(Collected data)

[Start of Attachment]

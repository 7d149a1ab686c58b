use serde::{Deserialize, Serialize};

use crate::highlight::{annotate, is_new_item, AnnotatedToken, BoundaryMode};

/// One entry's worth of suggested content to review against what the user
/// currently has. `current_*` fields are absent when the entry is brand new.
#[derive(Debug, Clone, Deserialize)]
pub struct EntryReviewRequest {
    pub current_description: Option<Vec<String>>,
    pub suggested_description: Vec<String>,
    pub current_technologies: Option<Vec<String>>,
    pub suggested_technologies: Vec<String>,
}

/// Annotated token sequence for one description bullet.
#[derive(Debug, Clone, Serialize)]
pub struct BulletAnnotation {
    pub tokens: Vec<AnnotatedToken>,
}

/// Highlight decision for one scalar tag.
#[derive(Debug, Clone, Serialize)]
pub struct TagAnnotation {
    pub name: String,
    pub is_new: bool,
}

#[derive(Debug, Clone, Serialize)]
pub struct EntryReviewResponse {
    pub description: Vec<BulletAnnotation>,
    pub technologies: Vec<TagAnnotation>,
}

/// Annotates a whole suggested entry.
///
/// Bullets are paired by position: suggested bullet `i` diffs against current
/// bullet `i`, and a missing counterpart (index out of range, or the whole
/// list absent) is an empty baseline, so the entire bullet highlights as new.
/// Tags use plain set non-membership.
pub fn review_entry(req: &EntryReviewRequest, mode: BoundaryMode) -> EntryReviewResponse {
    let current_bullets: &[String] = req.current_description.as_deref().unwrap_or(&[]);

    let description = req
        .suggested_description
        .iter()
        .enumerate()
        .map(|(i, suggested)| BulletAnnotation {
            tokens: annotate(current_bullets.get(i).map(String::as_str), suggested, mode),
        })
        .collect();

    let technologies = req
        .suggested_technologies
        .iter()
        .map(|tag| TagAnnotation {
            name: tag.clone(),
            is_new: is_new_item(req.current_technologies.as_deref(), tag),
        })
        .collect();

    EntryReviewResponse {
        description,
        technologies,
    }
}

[End of Attachment]
[Start of Attachment]

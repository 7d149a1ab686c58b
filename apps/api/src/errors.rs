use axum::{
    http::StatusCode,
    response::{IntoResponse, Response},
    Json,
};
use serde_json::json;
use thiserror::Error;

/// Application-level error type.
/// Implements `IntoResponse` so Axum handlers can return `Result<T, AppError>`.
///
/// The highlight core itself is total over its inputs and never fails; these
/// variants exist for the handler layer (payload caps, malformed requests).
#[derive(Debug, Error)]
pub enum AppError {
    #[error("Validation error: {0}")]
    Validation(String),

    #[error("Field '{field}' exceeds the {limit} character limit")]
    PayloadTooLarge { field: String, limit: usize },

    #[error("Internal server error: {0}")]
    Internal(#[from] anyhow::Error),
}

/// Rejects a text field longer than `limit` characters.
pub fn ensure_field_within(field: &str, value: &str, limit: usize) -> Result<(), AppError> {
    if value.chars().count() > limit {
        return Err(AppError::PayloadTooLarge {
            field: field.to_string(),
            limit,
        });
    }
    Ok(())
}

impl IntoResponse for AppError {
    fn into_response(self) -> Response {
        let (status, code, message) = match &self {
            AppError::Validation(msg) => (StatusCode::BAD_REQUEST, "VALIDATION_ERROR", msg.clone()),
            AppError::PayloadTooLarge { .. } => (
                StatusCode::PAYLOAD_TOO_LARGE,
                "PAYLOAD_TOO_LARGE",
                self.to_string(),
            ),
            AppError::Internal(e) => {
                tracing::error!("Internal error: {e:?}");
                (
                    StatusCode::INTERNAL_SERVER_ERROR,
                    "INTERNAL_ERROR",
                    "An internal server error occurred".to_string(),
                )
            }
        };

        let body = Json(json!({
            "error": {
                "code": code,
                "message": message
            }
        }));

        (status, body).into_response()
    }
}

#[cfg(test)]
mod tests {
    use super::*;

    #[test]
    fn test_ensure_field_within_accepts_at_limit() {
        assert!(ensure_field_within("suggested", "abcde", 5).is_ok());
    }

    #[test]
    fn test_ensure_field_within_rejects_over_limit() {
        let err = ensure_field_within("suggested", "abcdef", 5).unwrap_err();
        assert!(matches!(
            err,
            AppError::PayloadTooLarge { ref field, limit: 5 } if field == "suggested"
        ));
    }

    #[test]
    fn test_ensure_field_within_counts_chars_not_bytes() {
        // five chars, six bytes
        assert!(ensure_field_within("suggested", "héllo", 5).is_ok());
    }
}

[End of Attachment]

Scan the records above, then copy out each line that mentions "message".

        let (status, code, message) = match &self {
                "message": message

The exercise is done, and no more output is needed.